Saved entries
------------------------------

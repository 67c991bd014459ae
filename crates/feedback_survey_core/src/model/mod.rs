//! Domain records for the feedback and survey collections.
//!
//! # Responsibility
//! - Define the typed shape of each persisted document.
//! - Parse raw user tokens (identifiers, flags) into typed values.
//!
//! # Invariants
//! - Every record is identified by a stable `DocumentId`.
//! - Feedback and survey records never reference each other.

use std::error::Error;
use std::fmt::{Display, Formatter};
use uuid::Uuid;

pub mod feedback;
pub mod survey;

/// Stable identifier assigned to every record at creation.
pub type DocumentId = Uuid;

/// Rejected raw user token.
#[derive(Debug, Clone, PartialEq, Eq)]
pub enum ParseError {
    /// Token is not a well-formed identifier.
    InvalidIdentifier(String),
    /// Token could not be parsed into the expected value type.
    InvalidInput(String),
}

impl Display for ParseError {
    fn fmt(&self, f: &mut Formatter<'_>) -> std::fmt::Result {
        match self {
            Self::InvalidIdentifier(raw) => write!(f, "invalid identifier: `{raw}`"),
            Self::InvalidInput(message) => write!(f, "invalid input: {message}"),
        }
    }
}

impl Error for ParseError {}

/// Parses a user-supplied identifier token.
///
/// Surrounding whitespace is ignored; anything else must be a uuid.
pub fn parse_document_id(raw: &str) -> Result<DocumentId, ParseError> {
    let trimmed = raw.trim();
    Uuid::parse_str(trimmed).map_err(|_| ParseError::InvalidIdentifier(trimmed.to_string()))
}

------------------------------

WHAT IS REQUIRED. Repeat all of the entries exactly.

ANSWER TO THIS TASK.
repository 67c991bd014459ae
filename crates/feedback_survey_core/src/model/mod.rs
//! Domain records for the feedback and survey collections.
//!
//! # Responsibility
//! - Define the typed shape of each persisted document.
//! - Parse raw user tokens (identifiers, flags) into typed values.
//!
//! # Invariants
//! - Every record is identified by a stable `DocumentId`.
//! - Feedback and survey records never reference each other.

use std::error::Error;
use std::fmt::{Display, Formatter};
use uuid::Uuid;

pub mod feedback;
pub mod survey;

/// Stable identifier assigned to every record at creation.
pub type DocumentId = Uuid;

/// Rejected raw user token.
#[derive(Debug, Clone, PartialEq, Eq)]
pub enum ParseError {
    /// Token is not a well-formed identifier.
    InvalidIdentifier(String),
    /// Token could not be parsed into the expected value type.
    InvalidInput(String),
}

impl Display for ParseError {
    fn fmt(&self, f: &mut Formatter<'_>) -> std::fmt::Result {
        match self {
            Self::InvalidIdentifier(raw) => write!(f, "invalid identifier: `{raw}`"),
            Self::InvalidInput(message) => write!(f, "invalid input: {message}"),
        }
    }
}

impl Error for ParseError {}

/// Parses a user-supplied identifier token.
///
/// Surrounding whitespace is ignored; anything else must be a uuid.
pub fn parse_document_id(raw: &str) -> Result<DocumentId, ParseError> {
    let trimmed = raw.trim();
    Uuid::parse_str(trimmed).map_err(|_| ParseError::InvalidIdentifier(trimmed.to_string()))
}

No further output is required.